**EXERCISE**
Where the records below reach the line containing "filename src/engines/engine_semi_random.rs", start transcribing, and end with the line containing "use tracing::debug;", exactly and with nothing else added.
*** MATERIAL SHOWN ***
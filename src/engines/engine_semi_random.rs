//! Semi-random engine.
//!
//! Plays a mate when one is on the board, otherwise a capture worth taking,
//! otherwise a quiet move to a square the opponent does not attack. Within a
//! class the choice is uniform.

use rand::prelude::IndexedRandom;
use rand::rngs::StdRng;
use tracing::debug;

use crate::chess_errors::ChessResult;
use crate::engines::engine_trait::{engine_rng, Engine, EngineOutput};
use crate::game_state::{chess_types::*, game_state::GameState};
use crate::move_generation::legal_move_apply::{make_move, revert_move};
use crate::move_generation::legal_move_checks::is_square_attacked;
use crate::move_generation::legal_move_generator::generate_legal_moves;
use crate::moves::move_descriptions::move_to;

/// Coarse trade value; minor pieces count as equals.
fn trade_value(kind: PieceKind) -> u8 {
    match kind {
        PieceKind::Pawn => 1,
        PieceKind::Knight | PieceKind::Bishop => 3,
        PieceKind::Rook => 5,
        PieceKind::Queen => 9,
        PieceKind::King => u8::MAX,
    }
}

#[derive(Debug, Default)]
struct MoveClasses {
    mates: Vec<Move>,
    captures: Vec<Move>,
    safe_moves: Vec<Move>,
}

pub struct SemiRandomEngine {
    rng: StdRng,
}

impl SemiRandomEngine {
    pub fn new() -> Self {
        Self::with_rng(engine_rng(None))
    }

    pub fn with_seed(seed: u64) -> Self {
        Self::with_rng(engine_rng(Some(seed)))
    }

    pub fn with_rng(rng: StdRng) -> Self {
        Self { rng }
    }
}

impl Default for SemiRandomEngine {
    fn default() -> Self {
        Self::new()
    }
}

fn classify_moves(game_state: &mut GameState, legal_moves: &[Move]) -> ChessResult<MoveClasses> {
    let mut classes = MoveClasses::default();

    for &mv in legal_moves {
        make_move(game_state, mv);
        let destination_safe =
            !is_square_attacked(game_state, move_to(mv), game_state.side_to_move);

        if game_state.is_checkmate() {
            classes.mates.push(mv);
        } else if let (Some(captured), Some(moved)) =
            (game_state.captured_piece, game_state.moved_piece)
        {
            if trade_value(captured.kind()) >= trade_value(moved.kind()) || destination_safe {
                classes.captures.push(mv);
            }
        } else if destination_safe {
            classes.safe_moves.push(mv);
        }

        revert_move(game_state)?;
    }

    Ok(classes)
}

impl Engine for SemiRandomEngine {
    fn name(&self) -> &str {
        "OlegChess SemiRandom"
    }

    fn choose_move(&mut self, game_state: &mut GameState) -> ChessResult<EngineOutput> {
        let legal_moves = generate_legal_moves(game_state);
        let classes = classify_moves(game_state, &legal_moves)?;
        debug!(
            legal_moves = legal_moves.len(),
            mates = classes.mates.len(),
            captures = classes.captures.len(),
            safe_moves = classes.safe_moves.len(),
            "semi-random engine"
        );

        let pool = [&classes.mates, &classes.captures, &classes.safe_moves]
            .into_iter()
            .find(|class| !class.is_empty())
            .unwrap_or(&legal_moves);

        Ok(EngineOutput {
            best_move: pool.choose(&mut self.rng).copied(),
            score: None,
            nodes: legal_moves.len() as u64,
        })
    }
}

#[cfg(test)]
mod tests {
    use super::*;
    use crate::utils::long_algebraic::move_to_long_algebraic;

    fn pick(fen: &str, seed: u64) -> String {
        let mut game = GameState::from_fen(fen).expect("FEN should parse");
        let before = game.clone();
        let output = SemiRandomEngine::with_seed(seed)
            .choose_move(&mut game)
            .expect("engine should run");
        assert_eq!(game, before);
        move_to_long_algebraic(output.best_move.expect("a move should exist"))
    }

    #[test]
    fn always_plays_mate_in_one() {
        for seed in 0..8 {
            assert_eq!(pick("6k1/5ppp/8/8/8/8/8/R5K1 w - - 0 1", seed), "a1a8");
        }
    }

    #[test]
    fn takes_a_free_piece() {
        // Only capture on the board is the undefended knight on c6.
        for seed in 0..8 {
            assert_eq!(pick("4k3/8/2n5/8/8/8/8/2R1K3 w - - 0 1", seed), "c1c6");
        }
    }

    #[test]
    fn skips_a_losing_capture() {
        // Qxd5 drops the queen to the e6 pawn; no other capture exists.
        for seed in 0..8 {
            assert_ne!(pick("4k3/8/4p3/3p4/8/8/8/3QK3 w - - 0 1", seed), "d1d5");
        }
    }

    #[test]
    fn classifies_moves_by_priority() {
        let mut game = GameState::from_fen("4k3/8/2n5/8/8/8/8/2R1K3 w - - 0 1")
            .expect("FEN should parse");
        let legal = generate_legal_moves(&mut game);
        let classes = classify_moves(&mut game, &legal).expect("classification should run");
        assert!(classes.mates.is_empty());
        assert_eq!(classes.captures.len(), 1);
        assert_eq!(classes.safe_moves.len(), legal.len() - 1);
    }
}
*** End of MATERIAL SHOWN ***
*** MATERIAL SHOWN ***
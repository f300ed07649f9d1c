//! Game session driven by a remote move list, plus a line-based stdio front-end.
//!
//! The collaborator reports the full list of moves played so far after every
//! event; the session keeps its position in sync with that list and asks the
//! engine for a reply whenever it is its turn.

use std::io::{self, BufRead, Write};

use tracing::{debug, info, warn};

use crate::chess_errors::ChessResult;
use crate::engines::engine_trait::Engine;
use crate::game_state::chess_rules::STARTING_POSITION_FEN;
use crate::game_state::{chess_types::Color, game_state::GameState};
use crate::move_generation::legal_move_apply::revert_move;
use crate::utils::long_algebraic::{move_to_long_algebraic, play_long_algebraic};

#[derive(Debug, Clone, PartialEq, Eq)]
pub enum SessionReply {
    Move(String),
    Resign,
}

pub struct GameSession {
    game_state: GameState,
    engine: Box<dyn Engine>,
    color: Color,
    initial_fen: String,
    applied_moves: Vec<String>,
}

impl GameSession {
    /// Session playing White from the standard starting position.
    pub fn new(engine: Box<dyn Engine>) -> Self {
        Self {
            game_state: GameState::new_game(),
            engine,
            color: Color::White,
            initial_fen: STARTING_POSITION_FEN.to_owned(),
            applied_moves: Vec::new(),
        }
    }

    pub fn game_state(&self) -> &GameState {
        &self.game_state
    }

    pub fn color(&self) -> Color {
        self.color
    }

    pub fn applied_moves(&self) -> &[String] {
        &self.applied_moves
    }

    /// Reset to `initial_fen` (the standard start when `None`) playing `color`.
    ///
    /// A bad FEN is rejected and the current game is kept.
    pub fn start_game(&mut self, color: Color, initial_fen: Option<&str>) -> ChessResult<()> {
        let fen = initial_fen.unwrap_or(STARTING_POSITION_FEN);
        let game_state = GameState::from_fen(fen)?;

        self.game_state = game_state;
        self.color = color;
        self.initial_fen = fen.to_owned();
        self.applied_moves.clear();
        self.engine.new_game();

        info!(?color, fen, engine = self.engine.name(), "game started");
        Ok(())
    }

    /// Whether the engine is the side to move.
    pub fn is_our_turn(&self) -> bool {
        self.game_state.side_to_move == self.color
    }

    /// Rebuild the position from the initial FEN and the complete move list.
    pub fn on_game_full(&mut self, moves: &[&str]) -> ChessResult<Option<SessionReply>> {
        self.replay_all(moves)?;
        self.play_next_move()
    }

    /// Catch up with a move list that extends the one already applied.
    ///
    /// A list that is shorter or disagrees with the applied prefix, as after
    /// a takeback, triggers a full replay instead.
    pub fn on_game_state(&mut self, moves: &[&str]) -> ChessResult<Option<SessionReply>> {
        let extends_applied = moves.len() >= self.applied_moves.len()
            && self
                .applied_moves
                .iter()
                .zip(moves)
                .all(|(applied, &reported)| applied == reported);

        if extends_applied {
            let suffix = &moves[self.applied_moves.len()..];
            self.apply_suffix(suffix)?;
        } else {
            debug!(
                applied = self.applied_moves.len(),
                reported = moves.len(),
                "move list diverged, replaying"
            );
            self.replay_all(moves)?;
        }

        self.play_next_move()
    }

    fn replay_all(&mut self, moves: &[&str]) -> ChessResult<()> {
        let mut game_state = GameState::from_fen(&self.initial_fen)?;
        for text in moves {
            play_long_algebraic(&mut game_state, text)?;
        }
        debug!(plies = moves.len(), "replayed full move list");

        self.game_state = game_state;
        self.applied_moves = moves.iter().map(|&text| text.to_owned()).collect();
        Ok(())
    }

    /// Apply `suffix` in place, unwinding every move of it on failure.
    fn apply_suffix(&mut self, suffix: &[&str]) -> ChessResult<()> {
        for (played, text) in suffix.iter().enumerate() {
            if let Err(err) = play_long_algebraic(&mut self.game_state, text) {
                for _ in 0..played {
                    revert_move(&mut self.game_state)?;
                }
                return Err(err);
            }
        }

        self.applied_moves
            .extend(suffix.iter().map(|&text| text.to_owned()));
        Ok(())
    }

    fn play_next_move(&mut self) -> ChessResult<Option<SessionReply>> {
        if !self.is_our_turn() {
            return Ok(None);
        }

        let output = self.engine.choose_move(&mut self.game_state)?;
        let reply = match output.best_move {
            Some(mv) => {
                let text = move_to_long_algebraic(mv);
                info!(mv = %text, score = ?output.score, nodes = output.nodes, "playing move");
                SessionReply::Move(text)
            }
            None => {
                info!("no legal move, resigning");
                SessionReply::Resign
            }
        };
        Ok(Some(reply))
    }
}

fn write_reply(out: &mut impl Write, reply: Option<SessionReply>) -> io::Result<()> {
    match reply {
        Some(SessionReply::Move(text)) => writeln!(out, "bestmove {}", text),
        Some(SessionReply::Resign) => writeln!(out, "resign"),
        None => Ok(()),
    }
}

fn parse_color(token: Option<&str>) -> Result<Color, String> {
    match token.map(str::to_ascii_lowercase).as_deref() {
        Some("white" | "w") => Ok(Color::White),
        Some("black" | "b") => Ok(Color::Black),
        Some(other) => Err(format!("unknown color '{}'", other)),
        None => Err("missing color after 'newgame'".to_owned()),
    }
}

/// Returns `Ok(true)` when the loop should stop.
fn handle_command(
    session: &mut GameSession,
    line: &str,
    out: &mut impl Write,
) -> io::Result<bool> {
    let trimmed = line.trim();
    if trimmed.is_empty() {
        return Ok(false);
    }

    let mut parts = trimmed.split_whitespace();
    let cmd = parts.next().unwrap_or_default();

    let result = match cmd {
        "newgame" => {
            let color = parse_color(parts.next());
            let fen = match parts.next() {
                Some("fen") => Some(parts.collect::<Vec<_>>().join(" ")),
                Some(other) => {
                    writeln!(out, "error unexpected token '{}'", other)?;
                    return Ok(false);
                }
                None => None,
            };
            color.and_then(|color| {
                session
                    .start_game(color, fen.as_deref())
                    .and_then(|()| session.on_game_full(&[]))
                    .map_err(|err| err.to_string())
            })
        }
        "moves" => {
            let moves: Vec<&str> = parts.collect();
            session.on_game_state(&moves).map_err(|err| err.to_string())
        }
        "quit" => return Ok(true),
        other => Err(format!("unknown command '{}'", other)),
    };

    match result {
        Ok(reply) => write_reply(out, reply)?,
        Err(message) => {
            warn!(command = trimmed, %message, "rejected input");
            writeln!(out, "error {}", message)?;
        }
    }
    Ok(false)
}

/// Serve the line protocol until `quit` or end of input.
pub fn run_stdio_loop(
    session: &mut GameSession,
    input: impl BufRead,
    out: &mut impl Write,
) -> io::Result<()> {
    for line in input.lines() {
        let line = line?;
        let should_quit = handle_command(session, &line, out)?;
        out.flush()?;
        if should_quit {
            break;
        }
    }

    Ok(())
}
*** End of MATERIAL SHOWN ***
*** MATERIAL SHOWN ***
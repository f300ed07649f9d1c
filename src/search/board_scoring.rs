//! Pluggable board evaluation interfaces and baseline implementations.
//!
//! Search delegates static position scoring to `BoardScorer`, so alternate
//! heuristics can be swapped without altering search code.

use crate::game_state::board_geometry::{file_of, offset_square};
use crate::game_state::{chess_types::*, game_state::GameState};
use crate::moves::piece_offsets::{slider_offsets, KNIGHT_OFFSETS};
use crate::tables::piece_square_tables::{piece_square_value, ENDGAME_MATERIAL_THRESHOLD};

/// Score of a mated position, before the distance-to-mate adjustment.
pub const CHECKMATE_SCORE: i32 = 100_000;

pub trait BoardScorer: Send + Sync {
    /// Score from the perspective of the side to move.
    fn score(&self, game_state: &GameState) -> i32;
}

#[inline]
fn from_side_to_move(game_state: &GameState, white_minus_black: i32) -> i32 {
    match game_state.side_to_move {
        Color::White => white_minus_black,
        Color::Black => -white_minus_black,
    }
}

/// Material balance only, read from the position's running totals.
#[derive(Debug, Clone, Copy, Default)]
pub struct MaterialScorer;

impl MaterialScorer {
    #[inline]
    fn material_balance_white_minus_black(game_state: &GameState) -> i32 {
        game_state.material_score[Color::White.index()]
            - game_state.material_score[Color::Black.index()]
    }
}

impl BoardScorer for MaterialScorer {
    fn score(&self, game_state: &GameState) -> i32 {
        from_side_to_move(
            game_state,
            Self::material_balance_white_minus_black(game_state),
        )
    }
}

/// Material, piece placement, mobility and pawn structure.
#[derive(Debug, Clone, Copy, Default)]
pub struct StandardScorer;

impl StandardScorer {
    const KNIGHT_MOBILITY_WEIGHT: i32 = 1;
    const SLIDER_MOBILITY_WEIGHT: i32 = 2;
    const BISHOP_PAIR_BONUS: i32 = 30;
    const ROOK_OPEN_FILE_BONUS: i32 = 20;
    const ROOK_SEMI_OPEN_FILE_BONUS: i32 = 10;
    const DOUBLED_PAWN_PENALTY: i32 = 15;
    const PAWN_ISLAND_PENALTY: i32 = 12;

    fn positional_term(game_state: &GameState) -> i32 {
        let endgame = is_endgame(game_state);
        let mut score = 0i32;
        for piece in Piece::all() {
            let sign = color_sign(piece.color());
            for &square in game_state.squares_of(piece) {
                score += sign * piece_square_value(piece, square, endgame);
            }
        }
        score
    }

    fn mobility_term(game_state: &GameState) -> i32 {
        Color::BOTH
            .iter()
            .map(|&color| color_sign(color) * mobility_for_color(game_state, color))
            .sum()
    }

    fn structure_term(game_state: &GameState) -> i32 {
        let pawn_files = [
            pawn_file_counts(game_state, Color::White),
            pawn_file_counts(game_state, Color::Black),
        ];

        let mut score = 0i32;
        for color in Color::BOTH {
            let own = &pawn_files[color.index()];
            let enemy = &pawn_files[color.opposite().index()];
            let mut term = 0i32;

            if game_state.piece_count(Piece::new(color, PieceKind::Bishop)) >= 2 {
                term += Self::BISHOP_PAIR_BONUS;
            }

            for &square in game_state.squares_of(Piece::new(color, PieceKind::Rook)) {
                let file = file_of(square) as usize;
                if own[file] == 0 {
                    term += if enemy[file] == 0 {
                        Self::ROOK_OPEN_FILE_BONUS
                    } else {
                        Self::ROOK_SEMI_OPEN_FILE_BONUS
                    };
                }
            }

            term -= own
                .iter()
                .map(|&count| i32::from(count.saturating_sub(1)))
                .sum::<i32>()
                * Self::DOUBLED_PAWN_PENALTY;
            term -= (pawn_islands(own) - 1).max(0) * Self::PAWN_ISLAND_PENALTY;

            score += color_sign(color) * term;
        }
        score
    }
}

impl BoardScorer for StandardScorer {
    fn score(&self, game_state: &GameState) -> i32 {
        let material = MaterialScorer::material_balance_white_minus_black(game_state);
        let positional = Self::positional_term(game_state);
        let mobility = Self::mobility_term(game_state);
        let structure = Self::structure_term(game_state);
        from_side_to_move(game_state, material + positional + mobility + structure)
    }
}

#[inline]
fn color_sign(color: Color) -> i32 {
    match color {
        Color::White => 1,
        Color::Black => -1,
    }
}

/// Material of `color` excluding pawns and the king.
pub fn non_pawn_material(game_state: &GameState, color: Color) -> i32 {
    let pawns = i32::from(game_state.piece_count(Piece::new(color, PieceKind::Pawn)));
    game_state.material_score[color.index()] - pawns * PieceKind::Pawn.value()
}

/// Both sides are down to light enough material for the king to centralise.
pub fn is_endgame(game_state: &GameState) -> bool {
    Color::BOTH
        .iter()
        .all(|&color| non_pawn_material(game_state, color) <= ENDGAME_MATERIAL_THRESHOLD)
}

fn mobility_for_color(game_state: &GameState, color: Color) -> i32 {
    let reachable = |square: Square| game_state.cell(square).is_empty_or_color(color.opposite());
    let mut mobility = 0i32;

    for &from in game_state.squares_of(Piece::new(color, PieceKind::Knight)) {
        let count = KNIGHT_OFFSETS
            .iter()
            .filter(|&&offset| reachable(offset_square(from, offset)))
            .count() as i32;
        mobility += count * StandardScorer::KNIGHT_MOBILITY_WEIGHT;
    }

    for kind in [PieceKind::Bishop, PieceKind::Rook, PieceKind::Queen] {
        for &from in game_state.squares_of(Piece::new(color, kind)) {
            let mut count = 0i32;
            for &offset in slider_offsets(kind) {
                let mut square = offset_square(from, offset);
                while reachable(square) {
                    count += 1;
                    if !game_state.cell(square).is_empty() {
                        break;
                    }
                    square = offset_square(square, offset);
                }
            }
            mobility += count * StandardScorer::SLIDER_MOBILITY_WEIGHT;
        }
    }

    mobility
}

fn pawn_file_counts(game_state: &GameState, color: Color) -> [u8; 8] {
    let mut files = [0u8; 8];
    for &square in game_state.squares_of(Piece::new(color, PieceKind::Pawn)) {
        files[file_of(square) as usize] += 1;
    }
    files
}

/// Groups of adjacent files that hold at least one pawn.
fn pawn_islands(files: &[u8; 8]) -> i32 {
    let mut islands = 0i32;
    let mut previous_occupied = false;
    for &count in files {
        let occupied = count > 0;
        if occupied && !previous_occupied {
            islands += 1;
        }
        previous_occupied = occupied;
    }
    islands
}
*** End of MATERIAL SHOWN ***
**WORKED SOLUTION**
filename src/engines/engine_semi_random.rs
//! Semi-random engine.
//!
//! Plays a mate when one is on the board, otherwise a capture worth taking,
//! otherwise a quiet move to a square the opponent does not attack. Within a
//! class the choice is uniform.

use rand::prelude::IndexedRandom;
use rand::rngs::StdRng;
use tracing::debug;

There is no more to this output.